Moçambique: de regresso às aulas



Em Agosto de 2016, uns dias depois da pausa escolar de Inverno, interrompi, integrada num grupo de cinco, uma aula de Geografia na Escola Secundária Eduardo Mondlane, em Maputo. Decorria essa aula, dedicada aos lagos, numa das salas da antiga escola primária Rainha Dona Leonor, onde uma amiga chegada de Portugal tinha feito a segunda classe há uns 45 anos (toda a história aqui). Em Marracuene, arredores da capital, no dia 8 de Março de 2018, com a temperatura perto dos 40, perguntei ao professor de Matemática, que tinha acabado de dar uma aula numa sala-árvore, se podia fotografar.
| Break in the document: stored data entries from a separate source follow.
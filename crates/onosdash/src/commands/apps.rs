//! Application command handlers.

use tabled::Tabled;

use onosdash_core::{Application, OnosClient};

use crate::cli::{AppsArgs, AppsCommand, GlobalOpts};
use crate::error::CliError;
use crate::output::{self, or_dash};

use super::util;

#[derive(Tabled)]
struct AppRow {
    #[tabled(rename = "Name")]
    name: String,
    #[tabled(rename = "Version")]
    version: String,
    #[tabled(rename = "State")]
    state: String,
    #[tabled(rename = "Category")]
    category: String,
    #[tabled(rename = "Origin")]
    origin: String,
}

impl From<&Application> for AppRow {
    fn from(a: &Application) -> Self {
        Self {
            name: a.name.clone(),
            version: or_dash(a.version.as_deref()),
            state: or_dash(a.state.as_deref()),
            category: or_dash(a.category.as_deref()),
            origin: or_dash(a.origin.as_deref()),
        }
    }
}

pub async fn handle(
    client: &OnosClient,
    args: AppsArgs,
    global: &GlobalOpts,
) -> Result<(), CliError> {
    match args.command {
        AppsCommand::List { active } => {
            let body = client.list_applications().await?;
            let apps: Vec<_> = util::array_field(&body, "applications")
                .into_iter()
                .filter(|v| !active || Application::from(v).is_active())
                .collect();
            let out = output::render_list(
                global.output,
                &apps,
                |v| AppRow::from(&Application::from(v)),
                |v| Application::from(v).name,
            )?;
            output::print_output(&out, global.quiet);
            Ok(())
        }
    }
}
No quatro preto, junto ao tronco de uma mangueira, lia-se que a lição 33 tinha sido dedicada à medição de ângulos, que podem ser agudos, retos, obtusos ou rasos (post aqui). Na altura, calculava-se que cerca de 7 mil turmas e cerca de 400 mil alunos tivessem aulas debaixo de mangueiras, cajueiros, acácias ou mafurreiras.
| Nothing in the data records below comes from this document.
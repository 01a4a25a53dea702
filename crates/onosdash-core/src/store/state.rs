// ── Published dashboard state ──

use std::sync::Arc;

use serde::Serialize;
use serde_json::Value;

use onosdash_api::ErrorKind;

use crate::metrics::Snapshot;
use crate::model::EntityKind;

/// Where the poller is in its refresh cycle.
#[derive(Debug, Clone, Copy, Default, PartialEq, Eq, Serialize)]
#[serde(rename_all = "snake_case")]
pub enum CyclePhase {
    #[default]
    Idle,
    Fetching,
}

/// How a refresh cycle ended.
#[derive(Debug, Clone, PartialEq, Eq, Serialize)]
#[serde(tag = "status", rename_all = "snake_case")]
pub enum CycleOutcome {
    /// Every fetch succeeded.
    Success,
    /// Some fetches failed and were replaced by empty collections.
    PartialFailure { failed: Vec<EntityKind> },
    /// The cycle could not run at all; previous data was kept.
    TotalFailure { kind: ErrorKind, message: String },
}

/// Everything presentation layers consume, replaced whole once per cycle.
#[derive(Debug, Clone, Serialize)]
pub struct DashboardState {
    pub snapshot: Snapshot,
    pub devices: Arc<Vec<Value>>,
    pub hosts: Arc<Vec<Value>>,
    pub flows: Arc<Vec<Value>>,
    pub links: Arc<Vec<Value>>,
    /// Raw `GET /topology` body; `None` until one succeeds or after it fails.
    pub topology: Option<Value>,
    /// `true` until the first cycle settles.
    pub is_loading: bool,
    /// Human-readable reason the last cycle could not run.
    pub error: Option<String>,
    /// Sequence number of the cycle that produced this state (0 = none yet).
    pub cycle: u64,
    pub last_outcome: Option<CycleOutcome>,
}

impl Default for DashboardState {
    fn default() -> Self {
        Self {
            snapshot: Snapshot::default(),
            devices: Arc::default(),
            hosts: Arc::default(),
            flows: Arc::default(),
            links: Arc::default(),
            topology: None,
            is_loading: true,
            error: None,
            cycle: 0,
            last_outcome: None,
        }
    }
}

impl DashboardState {
    pub fn connected(&self) -> bool {
        self.snapshot.connected
    }
}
Na Escola Primária do 1º e 2º Graus de Dovela, localizada no meio do mato, a uns 420 quilómetros de Maputo e frequentada por quase 500 alunos, um professor de 24 anos e que dá aulas desde os 19 ensinava,  num dia de Abril de 2019, os artigos definidos e indefinidos, com um exemplo escrito no quatro: "O menino foi à escola. Os meninos foram à escola. A rapariga casou. As raparigas casaram" (aqui). Uns dias antes, no centro de apoio ao estudo do Projecto Esperança - Padrinhos de Portugal de Possulane, povoação perto de Marracuene, treinava-se a leitura com um texto mais inofensivo (afinal, Moçambique, encontra-se entre os países com maior prevalência de casamentos prematuros no mundo): "O tio Faustino deu uma bola de meia ao Luís. Era uma bola feita de panos, fofa e leve. O jogo anima. É golo do Luís!".
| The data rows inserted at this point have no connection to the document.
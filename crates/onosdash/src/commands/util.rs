//! Shared helpers for command handlers.

use std::io::IsTerminal;
use std::time::Duration;

use indicatif::{ProgressBar, ProgressStyle};
use serde_json::Value;

use onosdash_core::{ApiError, ControllerConfig, OnosClient, TransportConfig};

use crate::cli::{GlobalOpts, OutputFormat};
use crate::error::CliError;

/// A client for ad-hoc lookups against the resolved controller.
pub fn client(config: &ControllerConfig) -> Result<OnosClient, CliError> {
    config.validate()?;
    let transport = TransportConfig::default().with_timeout(config.timeout);
    Ok(OnosClient::new(config.endpoint.clone(), &transport)?)
}

/// Turn a 404 from a single-resource lookup into a `NotFound` that names
/// the resource and how to list candidates.
pub fn found<T>(
    result: Result<T, ApiError>,
    resource_type: &str,
    identifier: &str,
    list_command: &str,
) -> Result<T, CliError> {
    result.map_err(|e| {
        if e.is_not_found() {
            CliError::NotFound {
                resource_type: resource_type.into(),
                identifier: identifier.into(),
                list_command: list_command.into(),
            }
        } else {
            e.into()
        }
    })
}

/// The array under `field`, or nothing when it is absent or not an array.
pub fn array_field(body: &Value, field: &str) -> Vec<Value> {
    body.get(field)
        .and_then(Value::as_array)
        .cloned()
        .unwrap_or_default()
}

/// A stderr spinner for interactive table output; `None` otherwise.
pub fn spinner(global: &GlobalOpts, message: &str) -> Option<ProgressBar> {
    if global.quiet || global.output != OutputFormat::Table || !std::io::stderr().is_terminal() {
        return None;
    }
    let bar = ProgressBar::new_spinner();
    bar.set_style(
        ProgressStyle::with_template("{spinner} {msg}")
            .unwrap_or_else(|_| ProgressStyle::default_spinner()),
    );
    bar.set_message(message.to_owned());
    bar.enable_steady_tick(Duration::from_millis(100));
    Some(bar)
}

pub fn finish(spinner: Option<ProgressBar>) {
    if let Some(bar) = spinner {
        bar.finish_and_clear();
    }
}

/// Human-readable age for a duration in seconds (`1h 2m 3s`).
pub fn age(seconds: u64) -> String {
    humantime::format_duration(Duration::from_secs(seconds)).to_string()
}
Nas escolas de Moçambique, país que tem 46,6 por cento da população de 28 milhões de habitantes com idades entre os 0 e os 14 anos e cerca de 1,2 milhões fora da escola, mais raparigas que rapazes, inicia-se hoje um novo ano lectivo, depois de um 2020 com interrupções por causa da pandemia. E são grandes os desafios para o futuro, apesar da situação na Educação ter vindo a melhorar, havendo agora quatro vezes mais crianças a frequentar o ensino primário do que há dez anos: diminuir a taxa de analfabetismo (que era de 39 por cento em 2017), aumentar o número de alunos que concluem o ensino primário até ao 7.º ano (que é agora de 59 por cento), aumentar a construção de salas de aula de cimento e tijolo (e estas são ainda menos do que as escolas de construção precária, algumas rebocadas com barro ou feitas de pau a pique), diminuir o absentismo dos professores e aumentar a sua formação, investir na qualidade e melhoria da aprendizagem. A avaliação nacional de leitura feita em 2016 concluía que apenas 4,9 dos alunos da 3.ª classe sabia ler ao nível do expectável (estes e outro números estão no Plano Estratégico da Educação 2020 - 2029, elaborado pelo Ministério da Educação e Desenvolvimento Humano).